**TASK PROMPT:** From the listing below, set down exactly the lines between the one holding "pub fn start(&self)" and the one holding "interval_ms = self.inner.thresholds.sample_interval.as_millis()", inclusive. No other line is wanted.

**RECORDS PROVIDED:**
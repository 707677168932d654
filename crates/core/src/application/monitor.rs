//! Resource Monitor - periodic sampling with reclaim and auto-shutdown
//!
//! Per tick:
//! 1. Sample once
//! 2. System memory above its shutdown fraction: fire the shutdown callback, skip the rest
//! 3. Else CPU above its shutdown fraction: same
//! 4. Else app memory above its warning band: run a reclaim pass
//! 5. Worker count above its warning band: warn only

use crate::domain::{ResourceSample, ResourceThresholds, MIB};
use crate::error::{AppError, Result};
use crate::port::{
    NoopProgressReporter, ProgressEvent, ProgressReporter, ResourceSampler, ServiceLifecycle,
    TimeProvider,
};
use async_trait::async_trait;
use parking_lot::{Mutex, RwLock};
use std::sync::atomic::{AtomicU64, Ordering};
use std::sync::Arc;
use tokio::task::JoinHandle;
use tokio::time::{interval, MissedTickBehavior};
use tokio_util::sync::CancellationToken;
use tracing::{debug, error, info, warn};

/// Invoked on a spawned task when a shutdown threshold is crossed
pub type ShutdownCallback = Arc<dyn Fn() + Send + Sync>;

/// Allocator-pressure hook run by a reclaim pass (pool compaction, cache trimming)
pub type ReclaimHook = Arc<dyn Fn() + Send + Sync>;

/// What a single tick decided
#[derive(Debug, Default, Clone, PartialEq, Eq)]
pub struct TickReport {
    /// Resource that crossed its shutdown threshold, if any
    pub shutdown_trigger: Option<&'static str>,
    /// Whether the shutdown callback was dispatched
    pub callback_fired: bool,
    pub reclaimed: bool,
    pub worker_warning: bool,
}

struct MonitorInner {
    thresholds: ResourceThresholds,
    sampler: Arc<dyn ResourceSampler>,
    time_provider: Arc<dyn TimeProvider>,
    progress: RwLock<Arc<dyn ProgressReporter>>,
    shutdown_callback: Mutex<Option<ShutdownCallback>>,
    reclaim_hooks: Mutex<Vec<ReclaimHook>>,
    reclaim_cycles: AtomicU64,
    latest: Mutex<Option<ResourceSample>>,
}

struct MonitorTask {
    cancel: CancellationToken,
    handle: JoinHandle<()>,
}

/// Self-protective resource monitor
pub struct ResourceMonitor {
    inner: Arc<MonitorInner>,
    task: Mutex<Option<MonitorTask>>,
}

impl ResourceMonitor {
    /// Create a new monitor
    ///
    /// # Arguments
    /// * `thresholds` - Limits and sampling schedule
    /// * `sampler` - Source of resource readings
    /// * `time_provider` - Clock for sample timestamps
    pub fn new(
        thresholds: ResourceThresholds,
        sampler: Arc<dyn ResourceSampler>,
        time_provider: Arc<dyn TimeProvider>,
    ) -> Self {
        Self {
            inner: Arc::new(MonitorInner {
                thresholds,
                sampler,
                time_provider,
                progress: RwLock::new(Arc::new(NoopProgressReporter)),
                shutdown_callback: Mutex::new(None),
                reclaim_hooks: Mutex::new(Vec::new()),
                reclaim_cycles: AtomicU64::new(0),
                latest: Mutex::new(None),
            }),
            task: Mutex::new(None),
        }
    }

    /// Forward samples and alerts to `progress`
    pub fn with_progress(self, progress: Arc<dyn ProgressReporter>) -> Self {
        self.set_progress(progress);
        self
    }

    /// Swap the progress sink; a running loop picks it up on its next tick
    pub fn set_progress(&self, progress: Arc<dyn ProgressReporter>) {
        *self.inner.progress.write() = progress;
    }

    pub fn thresholds(&self) -> &ResourceThresholds {
        &self.inner.thresholds
    }

    /// Register the auto-shutdown callback, replacing any previous one
    pub fn set_shutdown_callback<F>(&self, callback: F)
    where
        F: Fn() + Send + Sync + 'static,
    {
        *self.inner.shutdown_callback.lock() = Some(Arc::new(callback));
    }

    pub fn add_reclaim_hook<F>(&self, hook: F)
    where
        F: Fn() + Send + Sync + 'static,
    {
        self.inner.reclaim_hooks.lock().push(Arc::new(hook));
    }

    /// False once stopped, or once the loop ended because its parent token fired
    pub fn is_running(&self) -> bool {
        self.task
            .lock()
            .as_ref()
            .map_or(false, |task| !task.handle.is_finished())
    }

    pub fn latest_sample(&self) -> Option<ResourceSample> {
        self.inner.latest.lock().clone()
    }

    pub fn reclaim_cycles(&self) -> u64 {
        self.inner.reclaim_cycles.load(Ordering::Acquire)
    }

    /// Begin periodic sampling. No-op if already running.
    pub fn start(&self) {
        self.spawn_loop(CancellationToken::new());
    }

    /// Begin sampling under `ctx`: cancelling `ctx` also ends the loop
    pub fn start_with(&self, ctx: &CancellationToken) {
        self.spawn_loop(ctx.child_token());
    }

    fn spawn_loop(&self, cancel: CancellationToken) {
        let mut task = self.task.lock();
        if task.as_ref().is_some_and(|t| !t.handle.is_finished()) {
            debug!("Resource monitor already running");
            return;
        }

        let inner = Arc::clone(&self.inner);
        let token = cancel.clone();
        let handle = tokio::spawn(async move { inner.run(token).await });
        *task = Some(MonitorTask { cancel, handle });

        info!(
            interval_ms = self.inner.thresholds.sample_interval.as_millis() as u64,
            auto_shutdown = self.inner.thresholds.auto_shutdown,
            "Resource monitor started"
        );
    }

    /// Stop sampling and wait for the loop to exit
    ///
    /// No sample executes after this returns.
    pub async fn stop(&self) {
        let task = self.task.lock().take();
        let Some(task) = task else {
            return;
        };

        task.cancel.cancel();
        if let Err(e) = task.handle.await {
            error!(error = ?e, "Resource monitor task ended abnormally");
        }
        info!("Resource monitor stopped");
    }

    /// Run a single monitoring tick
    pub async fn tick(&self) -> TickReport {
        self.inner.tick().await
    }

    /// Sample every reading once; failed readings are logged and reported as zero
    pub async fn sample(&self) -> ResourceSample {
        self.inner.sample().await
    }

    /// # Errors
    /// `ResourceLimit` if app memory exceeds the configured maximum
    pub async fn check_app_memory(&self) -> Result<()> {
        let current = self.inner.sampler.app_memory().await?;
        let limit = self.inner.thresholds.max_app_memory_bytes;
        if current > limit {
            return Err(AppError::ResourceLimit {
                resource: "app_memory",
                current,
                limit,
            });
        }
        Ok(())
    }

    /// # Errors
    /// `ResourceLimit` if the live worker count exceeds the configured maximum
    pub async fn check_worker_count(&self) -> Result<()> {
        let current = self.inner.sampler.worker_count();
        let limit = self.inner.thresholds.max_workers;
        if current > limit {
            return Err(AppError::ResourceLimit {
                resource: "workers",
                current: current as u64,
                limit: limit as u64,
            });
        }
        Ok(())
    }

    /// True when used system memory exceeds the shutdown fraction
    ///
    /// Sampler failures are returned as `Err`; callers treat them as non-fatal.
    pub async fn check_system_memory(&self) -> Result<bool> {
        let memory = self.inner.sampler.system_memory().await?;
        Ok(memory.percent() / 100.0 > self.inner.thresholds.system_memory_shutdown_fraction)
    }

    /// True when CPU usage over the sampling window exceeds the shutdown fraction
    pub async fn check_cpu(&self) -> Result<bool> {
        let cpu = self
            .inner
            .sampler
            .cpu_percent(self.inner.thresholds.cpu_sample_window)
            .await?;
        Ok(cpu / 100.0 > self.inner.thresholds.cpu_shutdown_fraction)
    }

    /// Run a reclaim pass and log app memory before and after
    pub async fn force_reclaim(&self) {
        self.inner.force_reclaim().await
    }
}

impl MonitorInner {
    fn reporter(&self) -> Arc<dyn ProgressReporter> {
        self.progress.read().clone()
    }

    async fn run(self: Arc<Self>, cancel: CancellationToken) {
        let mut ticker = interval(self.thresholds.sample_interval);
        ticker.set_missed_tick_behavior(MissedTickBehavior::Delay);

        loop {
            tokio::select! {
                biased;
                _ = cancel.cancelled() => break,
                _ = ticker.tick() => {}
            }
            tokio::select! {
                biased;
                _ = cancel.cancelled() => break,
                _ = self.tick() => {}
            }
        }
        debug!("Resource monitor loop exited");
    }

    async fn sample(&self) -> ResourceSample {
        let app_memory_bytes = self.sampler.app_memory().await.unwrap_or_else(|e| {
            warn!(error = %e, "Failed to sample app memory");
            0
        });

        let (system_memory_used_bytes, system_memory_total_bytes, system_memory_percent) =
            match self.sampler.system_memory().await {
                Ok(memory) => (memory.used_bytes, memory.total_bytes, memory.percent()),
                Err(e) => {
                    warn!(error = %e, "Failed to sample system memory");
                    (0, 0, 0.0)
                }
            };

        let cpu_percent = self
            .sampler
            .cpu_percent(self.thresholds.cpu_sample_window)
            .await
            .unwrap_or_else(|e| {
                warn!(error = %e, "Failed to sample CPU");
                0.0
            });

        let sample = ResourceSample {
            timestamp: self.time_provider.now_millis(),
            app_memory_bytes,
            system_memory_used_bytes,
            system_memory_total_bytes,
            system_memory_percent,
            worker_count: self.sampler.worker_count(),
            cpu_percent,
            reclaim_cycles: self.reclaim_cycles.load(Ordering::Acquire),
        };

        debug!(
            app_mb = sample.app_memory_bytes / MIB,
            sys_mem_percent = %format!("{:.1}", sample.system_memory_percent),
            cpu_percent = %format!("{:.1}", sample.cpu_percent),
            workers = sample.worker_count,
            "Resource sample collected"
        );

        *self.latest.lock() = Some(sample.clone());
        self.reporter().report(ProgressEvent::ResourceSampled(sample.clone()));
        sample
    }

    async fn tick(&self) -> TickReport {
        let sample = self.sample().await;
        let thresholds = &self.thresholds;
        let mut report = TickReport::default();

        if sample.system_memory_fraction() > thresholds.system_memory_shutdown_fraction {
            error!(
                severity = "critical",
                used_percent = %format!("{:.1}", sample.system_memory_percent),
                threshold_percent = %format!("{:.1}", thresholds.system_memory_shutdown_fraction * 100.0),
                "System memory above shutdown threshold"
            );
            report.shutdown_trigger = Some("system_memory");
            report.callback_fired = self.trigger_shutdown(
                "system_memory",
                format!("system memory at {:.1}%", sample.system_memory_percent),
            );
            return report;
        }

        if sample.cpu_fraction() > thresholds.cpu_shutdown_fraction {
            error!(
                severity = "critical",
                cpu_percent = %format!("{:.1}", sample.cpu_percent),
                threshold_percent = %format!("{:.1}", thresholds.cpu_shutdown_fraction * 100.0),
                "CPU above shutdown threshold"
            );
            report.shutdown_trigger = Some("cpu");
            report.callback_fired =
                self.trigger_shutdown("cpu", format!("cpu at {:.1}%", sample.cpu_percent));
            return report;
        }

        if sample.app_memory_bytes > thresholds.app_memory_warning_bytes() {
            warn!(
                app_mb = sample.app_memory_bytes / MIB,
                warning_mb = thresholds.app_memory_warning_bytes() / MIB,
                "App memory above warning band, reclaiming"
            );
            self.force_reclaim().await;
            report.reclaimed = true;
        }

        if sample.worker_count > thresholds.worker_warning_count() {
            warn!(
                workers = sample.worker_count,
                warning = thresholds.worker_warning_count(),
                max = thresholds.max_workers,
                "Worker count above warning band"
            );
            self.reporter().report(ProgressEvent::ResourceAlert {
                resource: "workers",
                message: format!("{} live workers", sample.worker_count),
            });
            report.worker_warning = true;
        }

        report
    }

    /// Dispatch the callback off the sampling path. Returns whether it was dispatched.
    fn trigger_shutdown(&self, resource: &'static str, message: String) -> bool {
        self.reporter().report(ProgressEvent::ResourceAlert {
            resource,
            message: message.clone(),
        });

        if !self.thresholds.auto_shutdown {
            warn!(resource = resource, "Auto-shutdown disabled, not triggering shutdown");
            return false;
        }

        let callback = self.shutdown_callback.lock().clone();
        match callback {
            Some(callback) => {
                error!(resource = resource, reason = %message, "Triggering auto-shutdown");
                tokio::spawn(async move { callback() });
                true
            }
            None => {
                warn!(resource = resource, "No shutdown callback registered");
                false
            }
        }
    }

    async fn force_reclaim(&self) {
        let before = self.sampler.app_memory().await.ok();

        let hooks: Vec<ReclaimHook> = self.reclaim_hooks.lock().clone();
        for hook in &hooks {
            hook();
        }
        let cycles = self.reclaim_cycles.fetch_add(1, Ordering::AcqRel) + 1;

        let after = self.sampler.app_memory().await.ok();
        info!(
            before_mb = before.map(|b| b / MIB),
            after_mb = after.map(|a| a / MIB),
            hooks = hooks.len(),
            cycles = cycles,
            "Reclaim pass completed"
        );
    }
}

#[async_trait]
impl ServiceLifecycle for ResourceMonitor {
    async fn start(&self, ctx: CancellationToken) -> Result<()> {
        self.start_with(&ctx);
        Ok(())
    }

    async fn stop(&self) -> Result<()> {
        ResourceMonitor::stop(self).await;
        Ok(())
    }

    async fn health(&self) -> Result<()> {
        if self.is_running() {
            Ok(())
        } else {
            Err(AppError::NotRunning("resource-monitor".to_string()))
        }
    }
}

**FINAL ANSWER:**
    pub fn start(&self) {
        self.spawn_loop(CancellationToken::new());
    }

    /// Begin sampling under `ctx`: cancelling `ctx` also ends the loop
    pub fn start_with(&self, ctx: &CancellationToken) {
        self.spawn_loop(ctx.child_token());
    }

    fn spawn_loop(&self, cancel: CancellationToken) {
        let mut task = self.task.lock();
        if task.as_ref().is_some_and(|t| !t.handle.is_finished()) {
            debug!("Resource monitor already running");
            return;
        }

        let inner = Arc::clone(&self.inner);
        let token = cancel.clone();
        let handle = tokio::spawn(async move { inner.run(token).await });
        *task = Some(MonitorTask { cancel, handle });

        info!(
            interval_ms = self.inner.thresholds.sample_interval.as_millis() as u64,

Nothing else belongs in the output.